The following features are not supported with Azure Data Lake Storage credential passthrough:

  • %fs (use the equivalent dbutils.fs command instead).
  • Jobs.
  • The REST API.
  • Connecting to your cluster using JDBC/ODBC.
  • Table access control. The powers granted by Azure Data Lake Storage credential passthrough could be used to bypass the fine-grained permissions of Table ACLs, while the extra restrictions of Table ACLs will constrain some of the power you get from Azure Data Lake Storage credential passthrough. In particular:
    • If you have Azure AD permission to access the data files that underlie a particular table you will have full permissions on that table via the RDD API, regardless of the restrictions placed on them via Table ACLs.
    • You will be constrained by Table ACLs permissions only when using the DataFrame API. You will see warnings about not having permission SELECT on any file if you try to read files directly with the DataFrame API, even though you could read those files directly via the RDD API.
    • You will be unable to read from tables backed by filesystems other than Azure Data Lake Storage, even if you have Table ACL permission to read the tables.
  • The following methods on SparkContext (sc) and SparkSession (spark) objects:
    • Deprecated methods.
    • Methods such as addFile() and addJar() that would allow non-admin users to call Scala code.
    • Any method that accesses a filesystem other than Azure Data Lake Storage Gen1 or Gen2 (to access other filesystems on a cluster with Azure Data Lake Storage credential passthrough enabled, use a different method to specify your credentials and see the section on trusted filesystems under Troubleshooting).
    • The old Hadoop APIs (hadoopFile() and hadoopRDD()).
    • Streaming APIs, since the passed-through credentials would expire while the stream was still running.
  • The FUSE mount (/dbfs).
  • Azure Data Factory.
  • Databricks Connect.
  • MLflow.

Example notebooks

The following notebooks demonstrate Azure Data Lake Storage credential passthrough for Azure Data Lake Storage Gen1 and Gen2.

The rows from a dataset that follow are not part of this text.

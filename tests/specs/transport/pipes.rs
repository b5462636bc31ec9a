// SPDX-License-Identifier: BUSL-1.1
// Copyright (c) 2026 Alfred Jean LLC

//! Pipe specs

use crate::prelude::*;
use cumulus_core::{ChannelError, Connection};
use similar_asserts::assert_eq;

#[tokio::test]
async fn simplex_pipe_between_workers() {
    let cluster = Cluster::start().await;
    let a = cluster.worker().await;
    let b = cluster.worker().await;

    let (reader, writer) = a.pipe(false);
    let remote_writer = Connection::attach(&b, writer.descriptor());

    remote_writer.send(&("hello", 1u8)).await.unwrap();
    remote_writer.send_bytes(b"raw").await.unwrap();

    let first: (String, u8) = reader.recv_timeout(Duration::from_secs(2)).await.unwrap();
    assert_eq!(first, ("hello".to_string(), 1));
    assert_eq!(reader.recv_bytes().await.unwrap(), b"raw".to_vec());
    assert!(matches!(writer.recv_bytes().await, Err(ChannelError::NotReadable)));
}

#[tokio::test]
async fn duplex_pipe_answers_requests() {
    let cluster = Cluster::start().await;
    let a = cluster.worker().await;
    let b = cluster.worker().await;

    let (client, server_end) = a.pipe(true);
    let server = Connection::attach(&b, server_end.descriptor());

    let responder = tokio::spawn(async move {
        let n: u64 = server.recv().await.unwrap();
        server.send(&(n + 1)).await.unwrap();
    });

    client.send(&41u64).await.unwrap();
    let answer: u64 = client.recv_timeout(Duration::from_secs(2)).await.unwrap();
    assert_eq!(answer, 42);
    responder.await.unwrap();
}

#[tokio::test]
async fn wait_reports_readable_connections() {
    let cluster = Cluster::start().await;
    let ctx = cluster.worker().await;
    let (quiet, _quiet_writer) = ctx.pipe(false);
    let (busy, busy_writer) = ctx.pipe(false);

    let ready = cumulus_core::transport::wait(&[&quiet, &busy], Some(Duration::from_millis(50)))
        .await
        .unwrap();
    assert!(ready.is_empty());

    busy_writer.send(&"ping").await.unwrap();
    let ready = cumulus_core::transport::wait(&[&quiet, &busy], Some(Duration::from_secs(2)))
        .await
        .unwrap();
    assert_eq!(ready, vec![1]);
}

Azure Data Lake Storage Gen1 passthrough notebook

Azure Data Lake Storage Gen2 passthrough notebook

Troubleshooting

py4j.security.Py4JSecurityException: … is not whitelisted
This exception is thrown when you have accessed a method that Azure Databricks has not explicitly marked as safe for Azure Data Lake Storage credential passthrough clusters. In most cases, this means that the method could allow a user on a Azure Data Lake Storage credential passthrough cluster to access another user’s credentials.
org.apache.spark.api.python.PythonSecurityException: Path … uses an untrusted filesystem

This exception is thrown when you have tried to access a filesystem that is not known by the Azure Data Lake Storage credential passthrough cluster to be safe. Using an untrusted filesystem might allow a user on a Azure Data Lake Storage credential passthrough cluster to access another user’s credentials, so we disallow all filesystems that we are not confident are being used safely.

To configure the set of trusted filesystems on a Azure Data Lake Storage credential passthrough cluster, set the Spark conf key spark.databricks.pyspark.trustedFilesystems on that cluster to be a comma-separated list of the class names that are trusted implementations of org.apache.hadoop.fs.FileSystem.